Con todo, el miedo, tampoco es el mayor problema. Lo más difícil de cualquier situación crítica es atravesarla y salir a flote, por el otro lado -como cuando mi hermano y yo jugábamos a sumergirnos en las inmensas olas de la playa de Xivares- sin acumular odio ni rencor. Superar la pérdida (sea cual fuere), zurcir los rotos, restañar las heridas, quitarse el polvo de las solapas del chaquetón y volver a empezar. Conservar, pese a todo, la llama de la sonrisa y aceptar, que más tarde o más temprano, como en la canción de Sabina, la primavera te estará esperando en Madrid. 

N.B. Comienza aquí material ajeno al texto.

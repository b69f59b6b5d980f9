//! CLI argument definitions.

use clap::{Parser, Subcommand};

/// Top-level CLI parser for `llamagate`.
#[derive(Debug, Parser)]
#[command(
    name = "llamagate",
    version,
    about = "OpenAI-compatible completions backed by a local llama-cli"
)]
pub struct Cli {
    /// The command to execute. Defaults to `serve`.
    #[command(subcommand)]
    pub command: Option<Command>,
}

/// Supported top-level subcommands.
#[derive(Debug, Clone, Copy, PartialEq, Eq, Subcommand)]
pub enum Command {
    /// Download the model, then serve completions on port 8000.
    Serve,
    /// Download the model and exit.
    Provision,
}

impl Cli {
    /// The selected command, falling back to `serve`.
    #[must_use]
    pub fn command(&self) -> Command {
        self.command.unwrap_or(Command::Serve)
    }
}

Ahora que allí, en Madrid, lo están pasando particularmente mal me gustaría abrazar uno por uno a todos los madrileños. A los asturianos abrazar nos viene en el equipamiento de serie, así que en esta coyuntura, confinados y con el contacto físico proscrito, nos encontramos medio encogidos, como si de repente hubiéramos sido amputados de la facultad de compartir nuestro cariño y por eso me gustaría concentrar toda esa energía acumulada y enviársela desde aquí a esa ciudad en la que, como le sucede a cualquier chico de pueblo que se asoma por primera vez a la Gran Vía, alguna vez me he sentido muy pequeño, pero que nunca, ni una sola vez, me ha consentido sentirme extraño y a la que amo y amaré siempre con todos los pedazos de mi corazón. 

Hala, Madrid. Tú puedes. Tú siempre podrás.